EXERCISE MATERIALS
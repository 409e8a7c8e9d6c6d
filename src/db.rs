// db.rs — Logical databases and the server state that owns them.
//
// A logical database is a pair of hash tables: the keyspace proper and a
// parallel table holding absolute millisecond deadlines for the subset of
// keys that carry a TTL. Expiry is lazy: lookups check the deadline first
// and delete on the spot when it has passed. Every key present in the
// expiration table is present in the keyspace; the converse does not hold.
//
// The server owns `db_count` databases plus the persistence bookkeeping:
// the dirty counter (writes since the last successful snapshot), the
// last-save timestamp and status, and the state of an in-flight background
// save child.

use std::time::SystemTime;

use log::debug;

use crate::config::Config;
use crate::dict::Dict;
use crate::error::{Error, Result};
use crate::obj::Value;
use crate::sds::Sds;

/// Milliseconds since the Unix epoch.
pub fn mstime() -> u64 {
    SystemTime::now()
        .duration_since(SystemTime::UNIX_EPOCH)
        .map(|d| d.as_millis() as u64)
        .unwrap_or(0)
}

pub struct Db {
    pub(crate) dict: Dict<Sds, Value>,
    pub(crate) expires: Dict<Sds, u64>,
    pub(crate) id: usize,
}

impl Db {
    fn new(id: usize) -> Db {
        Db { dict: Dict::new(), expires: Dict::new(), id }
    }

    pub fn len(&self) -> usize {
        self.dict.len()
    }

    pub fn is_empty(&self) -> bool {
        self.dict.len() == 0
    }

    pub fn expires_len(&self) -> usize {
        self.expires.len()
    }

    /// Removes `key` from keyspace and expirations. Returns whether the key
    /// existed.
    pub(crate) fn delete(&mut self, key: &[u8]) -> bool {
        if self.expires.len() > 0 {
            self.expires.remove(key);
        }
        self.dict.remove(key).is_some()
    }

    /// Deadline check without side effects.
    pub(crate) fn is_expired(&self, key: &[u8], now: u64) -> bool {
        match self.expires.get(key) {
            Some(deadline) => *deadline <= now,
            None => false,
        }
    }
}

pub struct Server {
    pub config: Config,
    dbs: Vec<Db>,
    cur: usize,
    /// Writes since the last successful snapshot.
    pub(crate) dirty: u64,
    /// Dirty counter captured when the running background save forked.
    pub(crate) dirty_before_bgsave: u64,
    /// Unix seconds of the last successful save.
    pub(crate) lastsave: u64,
    pub(crate) lastbgsave_ok: bool,
    #[cfg(unix)]
    pub(crate) rdb_child_pid: Option<nix::unistd::Pid>,
    pub(crate) rdb_save_time_start: Option<u64>,
    /// Expired-key deletions performed while a snapshot child was alive;
    /// their downstream notifications are deferred until the child is
    /// reaped.
    pub(crate) deferred_expire_events: u64,
    /// While set, write-path lookups skip lazy expiry so a multi-step
    /// command observes a stable keyspace.
    expire_paused: bool,
}

impl Server {
    pub fn new(config: Config) -> Server {
        let dbs = (0..config.db_count).map(Db::new).collect();
        Server {
            config,
            dbs,
            cur: 0,
            dirty: 0,
            dirty_before_bgsave: 0,
            lastsave: 0,
            lastbgsave_ok: true,
            #[cfg(unix)]
            rdb_child_pid: None,
            rdb_save_time_start: None,
            deferred_expire_events: 0,
            expire_paused: false,
        }
    }

    // -- database selection ------------------------------------------------

    pub fn select(&mut self, index: usize) -> Result<()> {
        if index >= self.dbs.len() {
            return Err(Error::OutOfRange("database index out of range"));
        }
        self.cur = index;
        Ok(())
    }

    pub fn current_db(&self) -> usize {
        self.cur
    }

    pub fn db_count(&self) -> usize {
        self.dbs.len()
    }

    pub(crate) fn db(&self) -> &Db {
        &self.dbs[self.cur]
    }

    pub(crate) fn db_mut(&mut self) -> &mut Db {
        &mut self.dbs[self.cur]
    }

    pub(crate) fn dbs(&self) -> &[Db] {
        &self.dbs
    }

    pub(crate) fn db_at_mut(&mut self, index: usize) -> &mut Db {
        &mut self.dbs[index]
    }

    /// Drops every key in every database.
    pub fn flush_all(&mut self) {
        for db in &mut self.dbs {
            db.dict.clear();
            db.expires.clear();
        }
        self.dirty += 1;
    }

    pub fn key_count(&self) -> usize {
        self.dbs.iter().map(|db| db.len()).sum()
    }

    // -- expiry ------------------------------------------------------------

    pub fn set_expire_paused(&mut self, on: bool) {
        self.expire_paused = on;
    }

    #[cfg(unix)]
    fn snapshot_child_active(&self) -> bool {
        self.rdb_child_pid.is_some()
    }

    #[cfg(not(unix))]
    fn snapshot_child_active(&self) -> bool {
        false
    }

    /// Deletes `key` if its deadline has passed. Returns whether it was
    /// removed. While a snapshot child is alive the deletion still happens
    /// but its notification is deferred.
    pub(crate) fn expire_if_needed(&mut self, key: &[u8]) -> bool {
        let now = mstime();
        if !self.dbs[self.cur].is_expired(key, now) {
            return false;
        }
        let child = self.snapshot_child_active();
        let db = &mut self.dbs[self.cur];
        db.delete(key);
        if child {
            self.deferred_expire_events += 1;
        } else {
            debug!("lazily expired key in db {}", self.cur);
        }
        true
    }

    /// Expired-key deletions whose notifications are still pending.
    pub fn deferred_expire_events(&self) -> u64 {
        self.deferred_expire_events
    }

    // -- keyspace access ---------------------------------------------------

    /// Read-path lookup with lazy expiry.
    pub fn lookup_read(&mut self, key: &[u8]) -> Option<&Value> {
        self.expire_if_needed(key);
        self.dbs[self.cur].dict.get(key)
    }

    /// Write-path lookup. Honors the expire pause so a multi-step command
    /// never loses a key mid-flight.
    pub fn lookup_write(&mut self, key: &[u8]) -> Option<&mut Value> {
        if !self.expire_paused {
            self.expire_if_needed(key);
        }
        self.dbs[self.cur].dict.get_mut(key)
    }

    pub fn exists(&mut self, key: &[u8]) -> bool {
        self.lookup_read(key).is_some()
    }

    /// Stores `value` under `key`, overwriting any previous value and
    /// clearing any TTL.
    pub fn set_value(&mut self, key: &[u8], value: Value) {
        let db = self.db_mut();
        db.dict.insert(Sds::from_bytes(key), value);
        if db.expires.len() > 0 {
            db.expires.remove(key);
        }
        self.dirty += 1;
    }

    /// Adds only when absent; reports whether the value was stored.
    pub fn add_value(&mut self, key: &[u8], value: Value) -> bool {
        self.expire_if_needed(key);
        let added = self.db_mut().dict.add(Sds::from_bytes(key), value);
        if added {
            self.dirty += 1;
        }
        added
    }

    pub fn delete_key(&mut self, key: &[u8]) -> bool {
        self.expire_if_needed(key);
        let deleted = self.db_mut().delete(key);
        if deleted {
            self.dirty += 1;
        }
        deleted
    }

    /// Renames a key, carrying its TTL along. Overwrites the destination.
    pub fn rename_key(&mut self, from: &[u8], to: &[u8]) -> Result<()> {
        self.expire_if_needed(from);
        let db = self.db_mut();
        let (_, value) = db.dict.remove_entry(from).ok_or(Error::NotFound)?;
        let ttl = db.expires.remove(from);
        db.dict.insert(Sds::from_bytes(to), value);
        match ttl {
            Some(deadline) => {
                db.expires.insert(Sds::from_bytes(to), deadline);
            }
            None => {
                db.expires.remove(to);
            }
        }
        self.dirty += 1;
        Ok(())
    }

    // -- TTL surface -------------------------------------------------------

    /// Sets an absolute millisecond deadline. The key must exist.
    pub fn expire_set(&mut self, key: &[u8], deadline_ms: u64) -> bool {
        self.expire_if_needed(key);
        let db = self.db_mut();
        if !db.dict.contains(key) {
            return false;
        }
        db.expires.insert(Sds::from_bytes(key), deadline_ms);
        self.dirty += 1;
        true
    }

    pub fn expire_get(&mut self, key: &[u8]) -> Option<u64> {
        self.expire_if_needed(key);
        self.db().expires.get(key).copied()
    }

    /// Drops the TTL, keeping the key. Reports whether a TTL was removed.
    pub fn persist(&mut self, key: &[u8]) -> bool {
        self.expire_if_needed(key);
        let removed = self.db_mut().expires.remove(key).is_some();
        if removed {
            self.dirty += 1;
        }
        removed
    }

    /// Approximately uniform random live key, expiring stale ones on the
    /// way.
    pub fn random_key(&mut self) -> Option<Sds> {
        loop {
            let key = {
                let db = self.db();
                let (k, _) = db.dict.random_entry()?;
                k.clone()
            };
            if !self.expire_if_needed(key.as_bytes()) {
                return Some(key);
            }
        }
    }

    // -- idle tick ---------------------------------------------------------

    /// Keys sampled from each database's expiration table per tick.
    const EXPIRE_SAMPLES_PER_TICK: usize = 20;

    /// Cooperative maintenance slice, called by the driver between
    /// commands: reaps a finished snapshot child, runs a bounded rehash
    /// burst, shrinks sparse tables, and actively expires a sample of
    /// volatile keys.
    pub fn tick(&mut self) {
        #[cfg(unix)]
        self.check_bgsave_done();

        let child = self.snapshot_child_active();
        let now = mstime();
        let mut expired_events = 0u64;

        for db in &mut self.dbs {
            // One bounded burst is enough per tick; resizing is throttled
            // entirely while a snapshot child holds the heap image.
            if db.dict.is_rehashing() {
                db.dict.rehash_millis(1);
            } else if !child && db.dict.needs_resize() {
                db.dict.resize();
            }
            if db.expires.is_rehashing() {
                db.expires.rehash_millis(1);
            }

            // Active expiry: sample random volatile keys and drop the dead.
            for _ in 0..Self::EXPIRE_SAMPLES_PER_TICK {
                if db.expires.len() == 0 {
                    break;
                }
                let victim = match db.expires.random_entry() {
                    Some((key, deadline)) if *deadline <= now => key.clone(),
                    _ => continue,
                };
                db.delete(victim.as_bytes());
                expired_events += 1;
            }
        }

        if expired_events > 0 {
            if child {
                self.deferred_expire_events += expired_events;
            } else {
                debug!("actively expired {} keys", expired_events);
            }
        }
    }

    // -- persistence status ------------------------------------------------

    pub fn dirty(&self) -> u64 {
        self.dirty
    }

    /// Unix seconds of the last successful save.
    pub fn lastsave(&self) -> u64 {
        self.lastsave
    }

    pub fn last_bgsave_ok(&self) -> bool {
        self.lastbgsave_ok
    }
}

TRY IT
Set down exactly the lines from the start of the records to the line with "key present in the". Include that line, and add nothing more.

OUTPUT
repository 409e8a7c8e9d6c6d
filename src/db.rs
// db.rs — Logical databases and the server state that owns them.
//
// A logical database is a pair of hash tables: the keyspace proper and a
// parallel table holding absolute millisecond deadlines for the subset of
// keys that carry a TTL. Expiry is lazy: lookups check the deadline first
// and delete on the spot when it has passed. Every key present in the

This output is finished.